◆ **Problem requirements**: Your answer should hold each line of the material that contains the word "copy".
Content starts
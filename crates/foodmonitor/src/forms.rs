//! Entry forms and the zone settings editor.
//!
//! Forms hold raw text exactly as typed. Submitting a form checks that every
//! field is filled in, parses the text into typed values, and on success
//! clears the form and hands back a record that only lacks its id.

use chrono::{DateTime, NaiveDate, NaiveTime, Utc};

use crate::error::{Error, Result};
use crate::model::{
    DietEntry, FoodItem, MealType, Record, StorageLocation, TemperatureZone, Unit, ZoneField,
};

/// Text input for a new food item.
#[derive(Debug, Clone, Default, PartialEq, Eq)]
pub struct FoodForm {
    /// Food name.
    pub name: String,
    /// Category, free text.
    pub category: String,
    /// Expiry date as `YYYY-MM-DD` or an RFC 3339 timestamp.
    pub expiry_date: String,
    /// Storage location name.
    pub location: String,
    /// Quantity as decimal text.
    pub quantity: String,
    /// Unit symbol.
    pub unit: String,
}

/// A validated food item that has not been assigned an id.
#[derive(Debug, Clone, PartialEq)]
pub struct NewFoodItem {
    /// Food name.
    pub name: String,
    /// Category.
    pub category: String,
    /// Expiry moment.
    pub expiry_date: DateTime<Utc>,
    /// Storage location.
    pub location: StorageLocation,
    /// Quantity, always positive.
    pub quantity: f64,
    /// Unit of `quantity`.
    pub unit: Unit,
}

impl NewFoodItem {
    /// Attach an id to produce a stored item.
    #[must_use]
    pub fn into_item(self, id: String) -> FoodItem {
        FoodItem {
            id,
            name: self.name,
            category: self.category,
            expiry_date: self.expiry_date,
            location: self.location,
            quantity: self.quantity,
            unit: self.unit,
        }
    }
}

impl FoodForm {
    /// Check and parse the form without clearing it.
    ///
    /// # Errors
    ///
    /// Returns [`Error::MissingField`] for the first empty field, or
    /// [`Error::InvalidField`] when a value cannot be interpreted.
    pub fn validate(&self) -> Result<NewFoodItem> {
        let name = required(&self.name, "name")?;
        let category = required(&self.category, "category")?;
        let expiry_date = required(&self.expiry_date, "expiry date")?;
        let location = required(&self.location, "location")?;
        let quantity = required(&self.quantity, "quantity")?;
        let unit = required(&self.unit, "unit")?;

        let quantity = parse_number(quantity, "quantity")?;
        if quantity <= 0.0 {
            return Err(Error::invalid_field(
                "quantity",
                format!("must be positive, got {quantity}"),
            ));
        }

        Ok(NewFoodItem {
            name: name.to_string(),
            category: category.to_string(),
            expiry_date: parse_date(expiry_date, "expiry date")?,
            location: location.parse()?,
            quantity,
            unit: unit.parse()?,
        })
    }

    /// Validate, then clear the form.
    ///
    /// On error the form keeps its contents.
    ///
    /// # Errors
    ///
    /// See [`FoodForm::validate`].
    pub fn submit(&mut self) -> Result<NewFoodItem> {
        let item = self.validate()?;
        self.reset();
        Ok(item)
    }

    /// Clear every field.
    pub fn reset(&mut self) {
        *self = Self::default();
    }
}

/// Text input for a new diet entry.
#[derive(Debug, Clone, Default, PartialEq, Eq)]
pub struct DietForm {
    /// Meal type name.
    pub meal_type: String,
    /// What was eaten.
    pub food_name: String,
    /// kcal as decimal text.
    pub calories: String,
    /// Protein grams as decimal text.
    pub protein: String,
    /// Carbohydrate grams as decimal text.
    pub carbs: String,
    /// Fat grams as decimal text.
    pub fats: String,
}

/// A validated diet entry that has not been assigned an id or timestamp.
#[derive(Debug, Clone, PartialEq)]
pub struct NewDietEntry {
    /// Meal type.
    pub meal_type: MealType,
    /// What was eaten.
    pub food_name: String,
    /// kcal.
    pub calories: f64,
    /// Protein grams.
    pub protein: f64,
    /// Carbohydrate grams.
    pub carbs: f64,
    /// Fat grams.
    pub fats: f64,
}

impl NewDietEntry {
    /// Attach an id and creation time to produce a stored entry.
    #[must_use]
    pub fn into_entry(self, id: String, timestamp: DateTime<Utc>) -> DietEntry {
        DietEntry {
            id,
            meal_type: self.meal_type,
            food_name: self.food_name,
            calories: self.calories,
            protein: self.protein,
            carbs: self.carbs,
            fats: self.fats,
            timestamp,
        }
    }
}

impl DietForm {
    /// Check and parse the form without clearing it.
    ///
    /// # Errors
    ///
    /// Returns [`Error::MissingField`] for the first empty field, or
    /// [`Error::InvalidField`] when a value cannot be interpreted or a
    /// nutrition value is negative.
    pub fn validate(&self) -> Result<NewDietEntry> {
        let meal_type = required(&self.meal_type, "meal type")?;
        let food_name = required(&self.food_name, "food name")?;
        let calories = required(&self.calories, "calories")?;
        let protein = required(&self.protein, "protein")?;
        let carbs = required(&self.carbs, "carbs")?;
        let fats = required(&self.fats, "fats")?;

        Ok(NewDietEntry {
            meal_type: meal_type.parse()?,
            food_name: food_name.to_string(),
            calories: parse_amount(calories, "calories")?,
            protein: parse_amount(protein, "protein")?,
            carbs: parse_amount(carbs, "carbs")?,
            fats: parse_amount(fats, "fats")?,
        })
    }

    /// Validate, then clear the form.
    ///
    /// # Errors
    ///
    /// See [`DietForm::validate`].
    pub fn submit(&mut self) -> Result<NewDietEntry> {
        let entry = self.validate()?;
        self.reset();
        Ok(entry)
    }

    /// Clear every field.
    pub fn reset(&mut self) {
        *self = Self::default();
    }
}

/// Draft copy of the zone list being edited in settings.
///
/// Edits touch only the draft; the owner swaps the whole list in on save.
#[derive(Debug, Clone, PartialEq)]
pub struct ZoneSettings {
    zones: Vec<TemperatureZone>,
}

impl ZoneSettings {
    /// Start editing a copy of `zones`.
    #[must_use]
    pub fn new(zones: &[TemperatureZone]) -> Self {
        Self {
            zones: zones.to_vec(),
        }
    }

    /// Change one field of one zone in the draft.
    ///
    /// Min/max ordering is not checked.
    ///
    /// # Errors
    ///
    /// Returns [`Error::InvalidField`] for a non-finite value and
    /// [`Error::NotFound`] if no zone has `id`.
    pub fn set(&mut self, id: &str, field: ZoneField, value: f64) -> Result<()> {
        if !value.is_finite() {
            return Err(Error::invalid_field(
                field.as_str(),
                format!("not a finite number: {value}"),
            ));
        }
        let zone = self
            .zones
            .iter_mut()
            .find(|z| z.id == id)
            .ok_or_else(|| Error::not_found(TemperatureZone::NAME, id))?;
        zone.set_field(field, value);
        Ok(())
    }

    /// The draft as edited so far.
    #[must_use]
    pub fn zones(&self) -> &[TemperatureZone] {
        &self.zones
    }

    /// Finish editing and take the draft.
    #[must_use]
    pub fn into_zones(self) -> Vec<TemperatureZone> {
        self.zones
    }
}

fn required<'a>(value: &'a str, field: &'static str) -> Result<&'a str> {
    let value = value.trim();
    if value.is_empty() {
        Err(Error::missing_field(field))
    } else {
        Ok(value)
    }
}

fn parse_number(value: &str, field: &'static str) -> Result<f64> {
    match value.parse::<f64>() {
        Ok(n) if n.is_finite() => Ok(n),
        _ => Err(Error::invalid_field(
            field,
            format!("not a number: {value}"),
        )),
    }
}

fn parse_amount(value: &str, field: &'static str) -> Result<f64> {
    let n = parse_number(value, field)?;
    if n < 0.0 {
        return Err(Error::invalid_field(
            field,
            format!("cannot be negative, got {n}"),
        ));
    }
    Ok(n)
}

/// Parse a date-only value as midnight UTC, or a full RFC 3339 timestamp.
fn parse_date(value: &str, field: &'static str) -> Result<DateTime<Utc>> {
    if let Ok(date) = NaiveDate::parse_from_str(value, "%Y-%m-%d") {
        return Ok(date.and_time(NaiveTime::MIN).and_utc());
    }
    DateTime::parse_from_rfc3339(value)
        .map(|dt| dt.with_timezone(&Utc))
        .map_err(|_| Error::invalid_field(field, format!("not a date: {value}")))
}

#[cfg(test)]
mod tests {
    use super::*;
    use crate::model::TempUnit;
    use chrono::TimeZone;

    fn filled_food_form() -> FoodForm {
        FoodForm {
            name: "Greek Yogurt".to_string(),
            category: "Dairy".to_string(),
            expiry_date: "2024-03-04".to_string(),
            location: "Refrigerator".to_string(),
            quantity: "0.5".to_string(),
            unit: "kg".to_string(),
        }
    }

    fn filled_diet_form() -> DietForm {
        DietForm {
            meal_type: "Lunch".to_string(),
            food_name: "Lentil soup".to_string(),
            calories: "410".to_string(),
            protein: "18.5".to_string(),
            carbs: "60".to_string(),
            fats: "9".to_string(),
        }
    }

    #[test]
    fn test_food_form_valid() {
        let item = filled_food_form().validate().unwrap();

        assert_eq!(item.name, "Greek Yogurt");
        assert_eq!(
            item.expiry_date,
            Utc.with_ymd_and_hms(2024, 3, 4, 0, 0, 0).unwrap()
        );
        assert_eq!(item.location, StorageLocation::Refrigerator);
        assert_eq!(item.quantity, 0.5);
        assert_eq!(item.unit, Unit::Kilogram);
    }

    #[test]
    fn test_food_form_submit_resets() {
        let mut form = filled_food_form();
        form.submit().unwrap();
        assert_eq!(form, FoodForm::default());
    }

    #[test]
    fn test_food_form_missing_field_blocks() {
        let mut form = filled_food_form();
        form.location = "  ".to_string();

        let err = form.submit().unwrap_err();
        assert!(matches!(err, Error::MissingField { field: "location" }));
        // Nothing was cleared.
        assert_eq!(form.name, "Greek Yogurt");
    }

    #[test]
    fn test_food_form_empty_reports_first_field() {
        let err = FoodForm::default().validate().unwrap_err();
        assert!(matches!(err, Error::MissingField { field: "name" }));
    }

    #[test]
    fn test_food_form_rejects_malformed_quantity() {
        for bad in ["abc", "NaN", "inf", "-1", "0"] {
            let mut form = filled_food_form();
            form.quantity = bad.to_string();
            let err = form.validate().unwrap_err();
            assert!(
                matches!(err, Error::InvalidField { field: "quantity", .. }),
                "accepted quantity {bad}"
            );
        }
    }

    #[test]
    fn test_food_form_rejects_bad_date() {
        let mut form = filled_food_form();
        form.expiry_date = "2024-02-30".to_string();
        let err = form.validate().unwrap_err();
        assert!(matches!(err, Error::InvalidField { field: "expiry date", .. }));
    }

    #[test]
    fn test_food_form_accepts_rfc3339() {
        let mut form = filled_food_form();
        form.expiry_date = "2024-03-04T18:30:00+02:00".to_string();
        let item = form.validate().unwrap();
        assert_eq!(
            item.expiry_date,
            Utc.with_ymd_and_hms(2024, 3, 4, 16, 30, 0).unwrap()
        );
    }

    #[test]
    fn test_food_form_rejects_unknown_unit() {
        let mut form = filled_food_form();
        form.unit = "cups".to_string();
        let err = form.validate().unwrap_err();
        assert!(matches!(err, Error::InvalidField { field: "unit", .. }));
    }

    #[test]
    fn test_new_food_item_into_item() {
        let item = filled_food_form()
            .validate()
            .unwrap()
            .into_item("42".to_string());
        assert_eq!(item.id, "42");
        assert_eq!(item.category, "Dairy");
    }

    #[test]
    fn test_diet_form_valid() {
        let entry = filled_diet_form().validate().unwrap();
        assert_eq!(entry.meal_type, MealType::Lunch);
        assert_eq!(entry.protein, 18.5);
    }

    #[test]
    fn test_diet_form_zero_allowed_negative_rejected() {
        let mut form = filled_diet_form();
        form.fats = "0".to_string();
        assert!(form.validate().is_ok());

        form.fats = "-2".to_string();
        let err = form.validate().unwrap_err();
        assert!(matches!(err, Error::InvalidField { field: "fats", .. }));
    }

    #[test]
    fn test_diet_form_missing_field() {
        let mut form = filled_diet_form();
        form.carbs.clear();
        let err = form.submit().unwrap_err();
        assert!(matches!(err, Error::MissingField { field: "carbs" }));
        assert_eq!(form.food_name, "Lentil soup");
    }

    #[test]
    fn test_diet_form_submit_resets() {
        let mut form = filled_diet_form();
        form.submit().unwrap();
        assert_eq!(form, DietForm::default());
    }

    #[test]
    fn test_diet_into_entry_stamps_time() {
        let ts = Utc.with_ymd_and_hms(2024, 3, 1, 7, 45, 0).unwrap();
        let entry = filled_diet_form()
            .validate()
            .unwrap()
            .into_entry("7".to_string(), ts);
        assert_eq!(entry.timestamp, ts);
        assert_eq!(entry.id, "7");
    }

    fn zones() -> Vec<TemperatureZone> {
        vec![
            TemperatureZone {
                id: "1".to_string(),
                name: "Fridge".to_string(),
                current_temp: 4.0,
                target_temp: 4.0,
                min_temp: 0.0,
                max_temp: 5.0,
                unit: TempUnit::C,
            },
            TemperatureZone {
                id: "2".to_string(),
                name: "Cellar".to_string(),
                current_temp: 55.0,
                target_temp: 55.0,
                min_temp: 50.0,
                max_temp: 60.0,
                unit: TempUnit::F,
            },
        ]
    }

    #[test]
    fn test_zone_settings_edits_draft_only() {
        let original = zones();
        let mut draft = ZoneSettings::new(&original);
        draft.set("1", ZoneField::Current, 9.0).unwrap();

        assert_eq!(original[0].current_temp, 4.0);
        assert_eq!(draft.zones()[0].current_temp, 9.0);
        assert_eq!(draft.zones()[1], original[1]);
    }

    #[test]
    fn test_zone_settings_allows_inverted_range() {
        let mut draft = ZoneSettings::new(&zones());
        draft.set("1", ZoneField::Min, 10.0).unwrap();
        let edited = draft.into_zones();
        assert!(edited[0].min_temp > edited[0].max_temp);
    }

    #[test]
    fn test_zone_settings_unknown_id() {
        let mut draft = ZoneSettings::new(&zones());
        let err = draft.set("9", ZoneField::Target, 1.0).unwrap_err();
        assert!(err.is_not_found());
        assert_eq!(draft.zones(), zones().as_slice());
    }

    #[test]
    fn test_zone_settings_rejects_nan() {
        let mut draft = ZoneSettings::new(&zones());
        let err = draft.set("1", ZoneField::Max, f64::NAN).unwrap_err();
        assert!(err.is_validation_error());
    }
}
Content ends
◆ **Exercise result**:
/// Draft copy of the zone list being edited in settings.
    /// Start editing a copy of `zones`.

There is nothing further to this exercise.